Stored data.
#####
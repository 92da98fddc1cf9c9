use std::{any::Any, sync::Arc};

use axum::{
    extract::DefaultBodyLimit,
    response::{IntoResponse, Response},
    Router,
};
use tokio::net::TcpListener;
use tower_http::{catch_panic::CatchPanicLayer, trace::TraceLayer};

use crate::{
    media_storage::ObjectStore,
    routes,
    state::AppState,
    types::{AppError, BackendConfig},
};

/// Builds the application router with its middleware stack
///
/// The body limit bounds how much of an upload is buffered in memory.
/// Panics anywhere in a request are turned into a generic 500.
pub fn app(state: AppState) -> Router {
    let body_limit = state.config.max_upload_bytes;

    routes::handler()
        .layer(DefaultBodyLimit::max(body_limit))
        .layer(CatchPanicLayer::custom(handle_panic))
        .layer(TraceLayer::new_for_http())
        .with_state(state)
}

fn handle_panic(panic: Box<dyn Any + Send + 'static>) -> Response {
    let detail = panic
        .downcast_ref::<String>()
        .map(String::as_str)
        .or_else(|| panic.downcast_ref::<&str>().copied())
        .unwrap_or("unknown panic payload");

    tracing::error!("Unhandled failure while processing request: {detail}");

    AppError::unhandled().into_response()
}

/// Starts the server with the given configuration and object store
///
/// # Errors
///
/// Returns an error if the server fails to bind to the configured address
pub async fn start(config: Arc<BackendConfig>, store: Arc<dyn ObjectStore>) -> anyhow::Result<()> {
    let listener = TcpListener::bind((config.host.as_str(), config.port)).await?;
    let addr = listener.local_addr()?;

    let router = app(AppState::new(store, config));

    tracing::info!("🔄 Upload relay started on http://{addr}");

    axum::serve(listener, router.into_make_service())
        .await
        .map_err(anyhow::Error::from)
}
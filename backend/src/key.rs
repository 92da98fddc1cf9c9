//! Storage key generation for uploaded files

use uuid::Uuid;

/// Suffix used when the client-supplied filename has nothing usable left
const FALLBACK_FILE_NAME: &str = "file";

/// Generates a unique storage key of the form `<uuid>-<filename>`
///
/// Uniqueness comes from the random v4 UUID alone, so two uploads with the
/// same filename still land on distinct keys.
#[must_use]
pub fn generate_key(original_file_name: &str) -> String {
    format!("{}-{}", Uuid::new_v4(), sanitize_file_name(original_file_name))
}

/// Reduces a client-supplied filename to a single path segment
///
/// Keeps only what follows the last `/` or `\` and strips ASCII control
/// characters. Everything else is kept verbatim.
#[must_use]
pub fn sanitize_file_name(original_file_name: &str) -> String {
    let last_segment = original_file_name
        .rsplit(['/', '\\'])
        .next()
        .unwrap_or_default();

    let cleaned: String = last_segment
        .chars()
        .filter(|c| !c.is_ascii_control())
        .collect();

    match cleaned.as_str() {
        "" | "." | ".." => FALLBACK_FILE_NAME.to_string(),
        _ => cleaned,
    }
}
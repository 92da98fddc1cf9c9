//! Upload relay service
//!
//! Accepts a single file over multipart upload and relays it to an
//! S3-compatible bucket.

#![deny(
    clippy::all,
    clippy::pedantic,
    clippy::nursery,
    missing_docs,
    dead_code
)]

/// Storage key generation
pub mod key;

/// Object storage backends
pub mod media_storage;

/// HTTP routes
pub mod routes;

/// HTTP server bootstrap
pub mod server;

/// Application state
pub mod state;

/// Shared types: configuration, errors and extractors
pub mod types;
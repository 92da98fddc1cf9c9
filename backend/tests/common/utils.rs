use axum::response::Response;
use axum_test::multipart::{MultipartForm, Part};
use http_body_util::BodyExt;

/// Boundary for hand-written bodies that a form builder cannot produce
pub const BOUNDARY: &str = "------------------------upload-relay-7d9f3a";

/// File part with a filename and a declared content type
pub fn file_part(file_name: &str, content_type: &str, data: &[u8]) -> Part {
    Part::bytes(data.to_vec())
        .file_name(file_name)
        .mime_type(content_type)
}

/// Form with a single `image` file part
pub fn image_form(file_name: &str, content_type: &str, data: &[u8]) -> MultipartForm {
    MultipartForm::new().add_part("image", file_part(file_name, content_type, data))
}

/// Multipart content type matching `BOUNDARY`
pub fn raw_multipart_content_type() -> String {
    format!("multipart/form-data; boundary={BOUNDARY}")
}

/// Parse response body to JSON
pub async fn parse_response_body(response: Response) -> serde_json::Value {
    let body = response.into_body().collect().await.unwrap().to_bytes();
    serde_json::from_slice(&body).unwrap()
}
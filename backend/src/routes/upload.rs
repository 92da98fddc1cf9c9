use axum::{extract::State, Json};
use serde::Serialize;
use tracing::{field, instrument, Span};

use crate::{
    key::generate_key,
    media_storage::ObjectMetadata,
    state::AppState,
    types::{AppError, UploadedFile},
};

/// Body of a successful upload
#[derive(Debug, Serialize)]
#[serde(rename_all = "camelCase")]
pub struct UploadResponse {
    /// Fixed confirmation message
    pub message: &'static str,
    /// Storage key the file was written under
    pub file_key: String,
    /// Public URL of the stored file
    pub file_url: String,
    /// Backend acknowledgment, passed through untouched
    pub data: ObjectMetadata,
}

/// Relays a multipart `image` file to the object store
///
/// 1. The `UploadedFile` extractor buffers the file (400/413 on bad input)
/// 2. A fresh storage key is generated from a v4 UUID and the filename
/// 3. The bytes are put to the configured bucket, once, without retries
/// 4. The access URL is derived from the configured endpoint or bucket and
///    recorded as the acknowledgment's `Location`
///
/// # Errors
///
/// - `IngestError` rejections from the extractor, before any backend call
/// - `BucketError` from the store, mapped to a generic 500
#[instrument(skip_all, fields(file_key = field::Empty))]
pub async fn upload_file(
    State(state): State<AppState>,
    upload: UploadedFile,
) -> Result<Json<UploadResponse>, AppError> {
    let file_key = generate_key(&upload.file_name);
    Span::current().record("file_key", file_key.as_str());

    tracing::info!(
        size = upload.bytes.len(),
        content_type = %upload.content_type,
        "Received upload"
    );

    let mut data = state
        .store
        .put_object(
            &state.config.bucket_name,
            &file_key,
            upload.bytes,
            &upload.content_type,
        )
        .await?;

    let file_url = state.config.file_url(&file_key);
    data.location = Some(file_url.clone());

    tracing::info!(file_url = %file_url, "Upload stored");

    Ok(Json(UploadResponse {
        message: "File uploaded successfully",
        file_key,
        file_url,
        data,
    }))
}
#####
EXERCISE. Lines holding "UploadedFile": please count them in the data above and reply with the number alone.

REPLY TO THE TASK. 3